My observation is that in most cases, classes that have a constructor that takes both dependencies and primitives, break the Single Responsibility Principle or at least result in a design that is less clean, which leads to container configurations that are more fragile and harder to understand.
In most (if not all) cases, those primitives are configuration values, such as connection strings, debug options, and such.
There are a few ways you can change your design to solve this:
- In the case you are breaking the SRP, extract the code into its own type. Take for instance this example where the
NotifyCustomerHandler
takes an string notificationServiceUrl
, while that string
should have been encapsulated into some sort of NotificationService
.
- Another option is to extract the configuration values of a type into its own type. In the case of the
NotifyCustomerHandler
, it could take a dependency on an INotifyCustomerHandlerConfiguration
. In the past I used to have a single IMyApplicationConfiguration
interface, with all configuration values the application needed, but I came to the conclusion that this is a bad idea.

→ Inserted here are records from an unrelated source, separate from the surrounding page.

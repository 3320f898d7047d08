// tcp-cli: status
// Prints the keystore epoch, the variants this deployment accepts, and a
// locally sampled timing_ok verdict.

use crate::error::CliError;
use serde::Serialize;
use std::path::Path;
use tcp_config::TcpConfig;
use tcp_crypto::keystore::KeystoreFile;
use tcp_kernel::codec::{decode_with_mode, encode};
use tcp_kernel::decision::Context;
use tcp_kernel::descriptor::{CapabilityFlags, DescriptorBuilder, RiskLevel};
use tcp_kernel::guard::Stage;
use tcp_kernel::policy::PolicyTable;
use tcp_kernel::timer::StageTimer;
use tcp_kernel::variant::Variant;
use tcp_telemetry::Telemetry;

/// Samples taken for the local timing self-check.
const SELF_CHECK_SAMPLES: u64 = 5_000;

#[derive(Serialize)]
struct StatusReport {
    epoch: u64,
    previous_epoch: Option<u64>,
    supported_variants: Vec<String>,
    validators: usize,
    timing_ok: bool,
    decode_cv: Option<f64>,
    policy_cv: Option<f64>,
}

pub fn run(config: &TcpConfig, json: bool) -> Result<(), CliError> {
    let keystore = KeystoreFile::load(Path::new(&config.keystore.path))?;
    let snapshot = keystore.to_snapshot()?;

    let supported = if config.integrity.pq_required {
        vec![Variant::V3PostQuantum]
    } else {
        vec![Variant::V2Classical, Variant::V3PostQuantum]
    };

    let telemetry = self_check(config)?;

    let report = StatusReport {
        epoch: snapshot.epoch(),
        previous_epoch: snapshot.previous_epoch(),
        supported_variants: supported.iter().map(|v| v.to_string()).collect(),
        validators: snapshot.validator_count(),
        timing_ok: telemetry.timing_ok(),
        decode_cv: telemetry.cv(Stage::Decode),
        policy_cv: telemetry.cv(Stage::Policy),
    };

    if json {
        println!(
            "{}",
            serde_json::to_string_pretty(&report)
                .map_err(|e| CliError::Runtime(e.to_string()))?
        );
    } else {
        println!("epoch:              {}", report.epoch);
        if let Some(previous) = report.previous_epoch {
            println!("overlap epoch:      {previous}");
        }
        println!(
            "supported variants: {}",
            report.supported_variants.join(", ")
        );
        println!("validators:         {}", report.validators);
        println!("timing_ok:          {}", report.timing_ok);
        if let (Some(decode), Some(policy)) = (report.decode_cv, report.policy_cv) {
            println!("decode cv:          {decode:.4}");
            println!("policy cv:          {policy:.4}");
        }
    }
    Ok(())
}

/// Run the constant-time stages against a fixed descriptor and measure
/// dispersion locally. A quarantine-worthy host shows up here without
/// needing a live cluster.
fn self_check(config: &TcpConfig) -> Result<Telemetry, CliError> {
    let telemetry = Telemetry::new(config.telemetry.cv_threshold, SELF_CHECK_SAMPLES / 2);
    let table = PolicyTable::compile(&config.policy.to_policy_spec()?)
        .map_err(|e| CliError::Config(e.to_string()))?;
    let decode_mode = config.codec.to_decode_mode()?;

    let descriptor = DescriptorBuilder::new(Variant::V2Classical)
        .command("ls")
        .flags(CapabilityFlags::FILE_OPS)
        .risk(RiskLevel::Safe)
        .build();
    let bytes = encode(&descriptor);
    let context = Context::default();

    for _ in 0..SELF_CHECK_SAMPLES {
        let timer = StageTimer::start();
        let decoded = decode_with_mode(&bytes, decode_mode);
        telemetry.record_stage(Stage::Decode, timer.elapsed_ticks());

        if let Ok(d) = decoded {
            let timer = StageTimer::start();
            let _ = table.decide(&d, &context);
            telemetry.record_stage(Stage::Policy, timer.elapsed_ticks());
        }
    }
    Ok(telemetry)
}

This breaks the Interface Segregation Principle and your unit tests will start to suffer in terms of readability and maintainability.
- When you're not breaking the SRP and injecting a configuration object isn't practical (when you have a single primitive or getting too many configuration interfaces, or you just don't like that option), you can change these constructor arguments to public properties. This will allow you (with most containers) to register a delegate that will configure the instance after creation, in a way the compiler can verify this for you.